◆ **Your instructions**:
Wherever a line holds the word "MissingField", copy that line from the data.

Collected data
<<<<

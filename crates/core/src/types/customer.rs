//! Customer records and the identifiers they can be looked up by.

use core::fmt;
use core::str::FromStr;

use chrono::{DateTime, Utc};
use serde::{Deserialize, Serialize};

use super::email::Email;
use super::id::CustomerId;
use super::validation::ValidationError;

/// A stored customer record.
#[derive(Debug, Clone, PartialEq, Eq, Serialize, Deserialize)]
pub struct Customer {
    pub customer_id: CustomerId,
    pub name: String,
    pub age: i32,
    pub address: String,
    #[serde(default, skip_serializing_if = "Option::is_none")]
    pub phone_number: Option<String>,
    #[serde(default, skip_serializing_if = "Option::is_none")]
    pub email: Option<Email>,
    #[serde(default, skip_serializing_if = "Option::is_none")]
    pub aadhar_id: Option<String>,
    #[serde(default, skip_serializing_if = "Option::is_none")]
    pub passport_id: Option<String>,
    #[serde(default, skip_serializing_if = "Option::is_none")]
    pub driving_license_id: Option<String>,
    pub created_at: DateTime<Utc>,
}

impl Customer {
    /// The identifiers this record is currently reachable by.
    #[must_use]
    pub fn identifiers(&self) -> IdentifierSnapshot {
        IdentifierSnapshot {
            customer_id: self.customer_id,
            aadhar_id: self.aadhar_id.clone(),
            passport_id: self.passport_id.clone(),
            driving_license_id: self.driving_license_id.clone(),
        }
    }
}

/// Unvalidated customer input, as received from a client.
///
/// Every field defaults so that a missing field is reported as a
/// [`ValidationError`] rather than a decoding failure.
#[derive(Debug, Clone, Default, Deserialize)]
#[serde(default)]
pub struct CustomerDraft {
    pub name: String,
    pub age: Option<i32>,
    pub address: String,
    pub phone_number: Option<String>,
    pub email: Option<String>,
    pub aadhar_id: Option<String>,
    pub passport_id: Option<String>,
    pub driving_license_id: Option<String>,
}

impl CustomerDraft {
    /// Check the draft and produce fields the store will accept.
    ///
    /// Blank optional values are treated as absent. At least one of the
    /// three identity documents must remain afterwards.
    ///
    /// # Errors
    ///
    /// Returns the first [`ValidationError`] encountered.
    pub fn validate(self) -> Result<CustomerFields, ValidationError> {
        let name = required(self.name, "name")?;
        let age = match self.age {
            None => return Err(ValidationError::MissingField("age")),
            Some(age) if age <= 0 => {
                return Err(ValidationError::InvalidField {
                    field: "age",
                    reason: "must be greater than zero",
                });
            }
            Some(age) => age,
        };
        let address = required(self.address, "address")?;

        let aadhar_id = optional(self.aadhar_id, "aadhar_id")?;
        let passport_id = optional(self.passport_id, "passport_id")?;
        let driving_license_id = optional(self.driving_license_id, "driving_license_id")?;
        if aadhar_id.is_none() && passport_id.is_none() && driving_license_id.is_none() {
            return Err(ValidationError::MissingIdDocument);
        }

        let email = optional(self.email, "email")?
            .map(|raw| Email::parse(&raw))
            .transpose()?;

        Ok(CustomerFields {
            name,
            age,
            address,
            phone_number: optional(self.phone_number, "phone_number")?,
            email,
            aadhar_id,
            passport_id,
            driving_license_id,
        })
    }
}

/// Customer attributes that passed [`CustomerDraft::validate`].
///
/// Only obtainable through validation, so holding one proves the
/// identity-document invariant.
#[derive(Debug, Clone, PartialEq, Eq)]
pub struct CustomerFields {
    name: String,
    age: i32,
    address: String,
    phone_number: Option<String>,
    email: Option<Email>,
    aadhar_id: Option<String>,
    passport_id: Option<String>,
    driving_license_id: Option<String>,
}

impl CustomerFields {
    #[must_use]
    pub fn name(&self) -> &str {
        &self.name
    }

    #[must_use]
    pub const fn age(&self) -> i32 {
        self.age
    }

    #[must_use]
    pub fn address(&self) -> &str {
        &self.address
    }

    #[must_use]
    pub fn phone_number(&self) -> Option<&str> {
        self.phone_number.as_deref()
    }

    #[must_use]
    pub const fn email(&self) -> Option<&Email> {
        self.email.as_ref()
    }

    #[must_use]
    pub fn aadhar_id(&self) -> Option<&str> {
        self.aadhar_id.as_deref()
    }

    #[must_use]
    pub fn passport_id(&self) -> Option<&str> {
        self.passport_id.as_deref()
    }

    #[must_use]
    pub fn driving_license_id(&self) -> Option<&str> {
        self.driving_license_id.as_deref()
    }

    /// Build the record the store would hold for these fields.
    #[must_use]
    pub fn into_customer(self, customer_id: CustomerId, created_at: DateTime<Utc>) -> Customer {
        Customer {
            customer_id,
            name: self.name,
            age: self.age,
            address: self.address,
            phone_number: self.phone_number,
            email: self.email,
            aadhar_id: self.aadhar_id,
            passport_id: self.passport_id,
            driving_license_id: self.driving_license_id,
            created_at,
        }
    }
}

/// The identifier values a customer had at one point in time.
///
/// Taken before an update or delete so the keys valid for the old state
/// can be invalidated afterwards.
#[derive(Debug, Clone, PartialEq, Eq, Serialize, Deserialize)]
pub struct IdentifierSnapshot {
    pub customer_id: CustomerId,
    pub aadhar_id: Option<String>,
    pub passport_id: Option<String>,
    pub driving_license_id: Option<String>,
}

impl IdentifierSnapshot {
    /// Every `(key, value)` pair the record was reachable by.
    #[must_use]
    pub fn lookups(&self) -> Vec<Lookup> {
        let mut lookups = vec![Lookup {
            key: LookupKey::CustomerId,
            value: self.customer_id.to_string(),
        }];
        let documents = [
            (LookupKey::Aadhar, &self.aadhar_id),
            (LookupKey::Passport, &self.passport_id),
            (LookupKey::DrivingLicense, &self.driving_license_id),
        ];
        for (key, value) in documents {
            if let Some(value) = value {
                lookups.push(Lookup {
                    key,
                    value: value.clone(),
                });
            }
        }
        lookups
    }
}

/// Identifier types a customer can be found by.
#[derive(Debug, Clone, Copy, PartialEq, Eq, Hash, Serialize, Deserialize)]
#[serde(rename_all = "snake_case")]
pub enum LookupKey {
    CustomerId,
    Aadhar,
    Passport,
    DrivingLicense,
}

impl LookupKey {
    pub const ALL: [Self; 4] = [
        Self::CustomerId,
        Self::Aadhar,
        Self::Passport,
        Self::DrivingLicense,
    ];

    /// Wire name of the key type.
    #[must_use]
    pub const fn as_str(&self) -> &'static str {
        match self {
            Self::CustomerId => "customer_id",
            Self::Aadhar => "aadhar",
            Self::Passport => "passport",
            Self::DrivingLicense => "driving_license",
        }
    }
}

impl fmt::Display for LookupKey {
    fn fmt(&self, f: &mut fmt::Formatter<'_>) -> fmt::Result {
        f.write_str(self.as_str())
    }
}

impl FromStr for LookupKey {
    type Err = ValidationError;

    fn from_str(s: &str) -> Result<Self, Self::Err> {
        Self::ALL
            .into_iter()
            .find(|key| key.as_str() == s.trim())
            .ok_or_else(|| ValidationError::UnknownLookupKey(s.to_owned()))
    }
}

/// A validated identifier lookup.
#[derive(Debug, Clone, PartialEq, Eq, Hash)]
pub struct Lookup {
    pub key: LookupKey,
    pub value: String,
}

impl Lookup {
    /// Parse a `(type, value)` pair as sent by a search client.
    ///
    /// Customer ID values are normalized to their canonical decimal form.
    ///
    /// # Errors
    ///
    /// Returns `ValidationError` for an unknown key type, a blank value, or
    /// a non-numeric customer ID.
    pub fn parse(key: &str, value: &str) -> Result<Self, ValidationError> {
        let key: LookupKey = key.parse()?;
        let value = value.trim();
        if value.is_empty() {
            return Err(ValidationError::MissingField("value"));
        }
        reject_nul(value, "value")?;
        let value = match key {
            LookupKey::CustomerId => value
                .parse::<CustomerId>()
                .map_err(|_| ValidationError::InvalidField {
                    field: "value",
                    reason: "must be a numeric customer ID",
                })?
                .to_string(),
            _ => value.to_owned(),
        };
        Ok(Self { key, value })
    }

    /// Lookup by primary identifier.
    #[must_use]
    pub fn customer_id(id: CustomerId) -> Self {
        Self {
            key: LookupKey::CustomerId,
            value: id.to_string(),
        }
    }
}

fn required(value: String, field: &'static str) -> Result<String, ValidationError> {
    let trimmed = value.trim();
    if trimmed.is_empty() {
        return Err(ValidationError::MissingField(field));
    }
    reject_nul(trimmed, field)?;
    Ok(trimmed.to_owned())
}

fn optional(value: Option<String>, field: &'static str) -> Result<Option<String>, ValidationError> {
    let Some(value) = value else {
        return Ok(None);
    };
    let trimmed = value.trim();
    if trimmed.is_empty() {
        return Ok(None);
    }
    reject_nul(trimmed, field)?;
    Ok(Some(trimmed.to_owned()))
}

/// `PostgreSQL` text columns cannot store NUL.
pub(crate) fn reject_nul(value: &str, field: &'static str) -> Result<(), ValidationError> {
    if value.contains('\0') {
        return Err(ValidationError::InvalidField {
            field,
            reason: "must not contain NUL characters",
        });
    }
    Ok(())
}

>>>>

◆ **Response below**:
            None => return Err(ValidationError::MissingField("age")),
            return Err(ValidationError::MissingField("value"));
        return Err(ValidationError::MissingField(field));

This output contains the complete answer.